Go over the entries below line by line, copying each one that contains the word "SynthesizedStack".

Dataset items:
___

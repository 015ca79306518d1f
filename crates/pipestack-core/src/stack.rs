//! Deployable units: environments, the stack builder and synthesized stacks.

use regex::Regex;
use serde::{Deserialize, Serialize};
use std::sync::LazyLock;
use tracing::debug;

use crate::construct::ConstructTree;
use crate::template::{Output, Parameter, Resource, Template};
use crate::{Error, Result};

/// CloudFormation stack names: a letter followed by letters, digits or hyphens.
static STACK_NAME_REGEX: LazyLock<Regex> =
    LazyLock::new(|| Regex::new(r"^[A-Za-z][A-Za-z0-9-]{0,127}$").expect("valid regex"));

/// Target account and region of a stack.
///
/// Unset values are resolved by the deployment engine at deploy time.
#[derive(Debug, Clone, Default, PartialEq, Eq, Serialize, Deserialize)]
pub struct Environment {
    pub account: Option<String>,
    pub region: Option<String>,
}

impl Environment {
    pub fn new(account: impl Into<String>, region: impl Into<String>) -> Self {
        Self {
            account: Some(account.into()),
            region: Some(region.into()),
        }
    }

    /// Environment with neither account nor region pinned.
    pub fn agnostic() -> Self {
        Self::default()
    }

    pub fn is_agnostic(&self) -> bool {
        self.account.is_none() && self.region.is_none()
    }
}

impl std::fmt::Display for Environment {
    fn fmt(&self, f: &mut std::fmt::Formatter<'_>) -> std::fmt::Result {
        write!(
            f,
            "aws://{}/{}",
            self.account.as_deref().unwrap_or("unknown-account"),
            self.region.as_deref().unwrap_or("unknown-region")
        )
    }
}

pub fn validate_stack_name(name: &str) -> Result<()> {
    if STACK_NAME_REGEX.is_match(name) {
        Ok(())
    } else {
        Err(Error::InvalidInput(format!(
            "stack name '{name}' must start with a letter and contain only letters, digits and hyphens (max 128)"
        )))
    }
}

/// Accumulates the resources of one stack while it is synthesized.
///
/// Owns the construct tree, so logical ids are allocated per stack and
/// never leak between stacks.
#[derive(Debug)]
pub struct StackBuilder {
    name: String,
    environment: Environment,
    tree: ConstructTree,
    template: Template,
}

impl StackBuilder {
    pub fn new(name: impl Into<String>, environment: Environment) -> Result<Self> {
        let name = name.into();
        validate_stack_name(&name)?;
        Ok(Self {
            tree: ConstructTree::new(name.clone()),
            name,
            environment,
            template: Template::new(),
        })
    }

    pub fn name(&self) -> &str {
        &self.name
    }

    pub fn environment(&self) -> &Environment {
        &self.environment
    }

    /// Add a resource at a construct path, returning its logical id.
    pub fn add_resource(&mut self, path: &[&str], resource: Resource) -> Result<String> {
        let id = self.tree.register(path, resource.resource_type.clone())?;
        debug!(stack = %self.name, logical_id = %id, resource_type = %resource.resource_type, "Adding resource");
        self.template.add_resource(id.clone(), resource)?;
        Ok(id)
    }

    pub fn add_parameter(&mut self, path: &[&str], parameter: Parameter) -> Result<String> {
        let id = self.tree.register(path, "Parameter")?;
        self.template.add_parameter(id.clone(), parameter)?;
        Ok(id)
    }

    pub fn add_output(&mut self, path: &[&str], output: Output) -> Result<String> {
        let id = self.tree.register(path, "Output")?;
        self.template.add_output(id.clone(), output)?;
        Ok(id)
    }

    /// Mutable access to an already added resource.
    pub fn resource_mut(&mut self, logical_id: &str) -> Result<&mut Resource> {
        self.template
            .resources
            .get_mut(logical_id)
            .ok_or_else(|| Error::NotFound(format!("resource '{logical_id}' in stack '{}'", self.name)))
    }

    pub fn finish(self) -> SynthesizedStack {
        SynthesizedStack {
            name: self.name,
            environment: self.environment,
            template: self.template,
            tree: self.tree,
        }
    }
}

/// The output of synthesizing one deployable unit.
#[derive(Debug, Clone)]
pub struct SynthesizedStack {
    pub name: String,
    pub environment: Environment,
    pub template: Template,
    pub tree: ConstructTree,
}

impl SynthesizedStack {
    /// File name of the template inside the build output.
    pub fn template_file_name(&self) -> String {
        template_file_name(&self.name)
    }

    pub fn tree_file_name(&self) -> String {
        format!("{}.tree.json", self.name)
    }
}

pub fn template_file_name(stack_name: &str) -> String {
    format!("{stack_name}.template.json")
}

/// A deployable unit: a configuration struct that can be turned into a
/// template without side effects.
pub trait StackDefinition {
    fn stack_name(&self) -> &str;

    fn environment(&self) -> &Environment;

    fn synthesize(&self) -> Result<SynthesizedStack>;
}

___

[Your response]
    pub fn finish(self) -> SynthesizedStack {
        SynthesizedStack {
pub struct SynthesizedStack {
impl SynthesizedStack {
    fn synthesize(&self) -> Result<SynthesizedStack>;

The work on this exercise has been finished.